Prescription contraceptives (e.g., oral pill, rings, patches, and shots) are the most widely used form of contraceptive. Currently, the majority of health insurance plans cover only a 1–3 month supply of prescription contraceptives at a time. When individuals have difficulty obtaining their prescription refills due to various financial and insurance barriers, they may experience gaps in use, stop using contraceptives altogether, and may have increased risk for unintended pregnancies. Senate Bill 641 would require health insurance carriers that include coverage for contraceptives to increase the quantity covered in a prescription to a yearlong supply.
- In the United States, approximately 27% of women in their reproductive years live in a “contraceptive desert,” meaning they lack access to all forms of birth control.

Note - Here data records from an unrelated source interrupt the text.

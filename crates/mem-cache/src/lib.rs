use dashmap::DashMap;
use std::time::{Duration, Instant};

/// Default time-to-live of an entry.
pub const DEFAULT_TTL: Duration = Duration::from_secs(60 * 60);

/// Value of the cache together with the moment it was stored.
#[derive(Debug, Clone)]
struct CacheEntry<Value> {
    value: Value,
    stored_at: Instant,
}

impl<Value> CacheEntry<Value> {
    fn is_expired(&self, ttl: Duration) -> bool {
        self.stored_at.elapsed() >= ttl
    }
}

/// Concurrent in-memory cache whose entries expire after a fixed time-to-live.
///
/// Expired entries are evicted lazily by the first [`MemCache::load`] that finds them;
/// there is no background sweeper.
///
/// Each instance holds a single `Value` type. Callers that need to keep different kinds of
/// values behind one key space should use an enum as `Value`.
#[derive(Debug)]
pub struct MemCache<Value> {
    entries: DashMap<String, CacheEntry<Value>>,
    ttl: Duration,
}

impl<Value> MemCache<Value> {
    /// Create an empty cache whose entries live for `ttl`.
    pub fn new(ttl: Duration) -> Self {
        MemCache { entries: DashMap::new(), ttl }
    }

    pub fn ttl(&self) -> Duration {
        self.ttl
    }

    /// Insert `value` under `key`, replacing whatever was there and restarting its lifetime.
    pub fn store(&self, key: impl Into<String>, value: Value) {
        let key = key.into();
        tracing::trace!(target: "tapster::mem_cache", ?key, "Store");
        self.entries.insert(key, CacheEntry { value, stored_at: Instant::now() });
    }

    /// Number of entries currently held, expired ones included.
    pub fn len(&self) -> usize {
        self.entries.len()
    }

    pub fn is_empty(&self) -> bool {
        self.entries.is_empty()
    }

    /// Whether `key` is physically present, regardless of expiry.
    pub fn contains_key(&self, key: &str) -> bool {
        self.entries.contains_key(key)
    }
}

impl<Value: Clone> MemCache<Value> {
    /// Get a copy of the value stored under `key`.
    ///
    /// Returns `None` when the key was never stored or when its entry has expired, in which
    /// case the entry is removed.
    pub fn load(&self, key: &str) -> Option<Value> {
        if let Some(entry) = self.entries.get(key) {
            if !entry.is_expired(self.ttl) {
                return Some(entry.value.clone());
            }
        }

        // the shard guard from `get` must be released before this point
        let ttl = self.ttl;
        if self.entries.remove_if(key, |_, entry| entry.is_expired(ttl)).is_some() {
            tracing::debug!(target: "tapster::mem_cache", ?key, "Evict expired entry");
        }
        None
    }
}

impl<Value> Default for MemCache<Value> {
    fn default() -> Self {
        MemCache::new(DEFAULT_TTL)
    }
}

#[cfg(test)]
mod tests {
    use super::*;
    use pretty_assertions::assert_eq;
    use std::{sync::Arc, thread};

    #[test]
    fn never_stored_key_is_not_found() {
        let cache = MemCache::<String>::default();
        assert_eq!(cache.load("git"), None);
        assert!(!cache.contains_key("git"));
    }

    #[test]
    fn load_returns_the_latest_value() {
        let cache = MemCache::default();
        cache.store("git", 1);
        assert_eq!(cache.load("git"), Some(1));
        cache.store("git", 2);
        assert_eq!(cache.load("git"), Some(2));
        assert_eq!(cache.len(), 1);
    }

    #[test]
    fn expired_entry_is_evicted_on_load() {
        let cache = MemCache::new(Duration::from_millis(20));
        cache.store("git", "2.44.0".to_string());
        assert_eq!(cache.load("git").as_deref(), Some("2.44.0"));

        thread::sleep(Duration::from_millis(40));
        assert!(cache.contains_key("git"), "eviction only happens on load");
        assert_eq!(cache.load("git"), None);
        assert!(!cache.contains_key("git"));
        assert_eq!(cache.load("git"), None);
        assert!(cache.is_empty());
    }

    #[test]
    fn store_after_expiry_revives_the_key() {
        let cache = MemCache::new(Duration::from_millis(20));
        cache.store("node", 1);
        thread::sleep(Duration::from_millis(40));
        cache.store("node", 2);
        assert_eq!(cache.load("node"), Some(2));
    }

    #[test]
    fn concurrent_store_and_load() {
        let cache = Arc::new(MemCache::default());
        let handles = (0..8)
            .map(|worker| {
                let cache = Arc::clone(&cache);
                thread::spawn(move || {
                    for index in 0..100 {
                        let key = format!("item-{}", index % 10);
                        cache.store(key.clone(), worker);
                        assert!(cache.load(&key).is_some());
                    }
                })
            })
            .collect::<Vec<_>>();
        for handle in handles {
            handle.join().unwrap();
        }
        assert_eq!(cache.len(), 10);
    }
}
use serde::{Deserialize, Deserializer};

/// Treat an explicit `null` the same as a missing field.
pub fn null_as_default<'de, D, Value>(deserializer: D) -> Result<Value, D::Error>
where
    D: Deserializer<'de>,
    Value: Default + Deserialize<'de>,
{
    Option::<Value>::deserialize(deserializer).map(Option::unwrap_or_default)
}
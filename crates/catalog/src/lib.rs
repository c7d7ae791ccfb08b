mod catalog_cache;
mod search;

pub use catalog_cache::{CatalogCache, CatalogSnapshot, DEFAULT_MAX_AGE, DEFAULT_REFRESH_TIMEOUT};
pub use search::{match_casks, match_packages, Search, SearchResults};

- In 2019, 14.8% of Missouri women between the ages of 19-44 years old did not have private or public health insurance coverage.
- Increasing supply of contraceptives to one year’s worth has been shown to be cost-effective, increase contraceptive adherence, and reduce unintended pregnancies and abortions.
- Twenty-two states and Washington, D.C. have varying policies expanding contraceptive distribution and supply.
- The number of women residing in “contraceptive deserts” within Missouri is unknown.
- Increased contraceptive supply does not guarantee use and may lead to increased contraceptive waste.
- More research is needed to identify effective strategies to reduce disparities in unintended pregnancy and contraception access.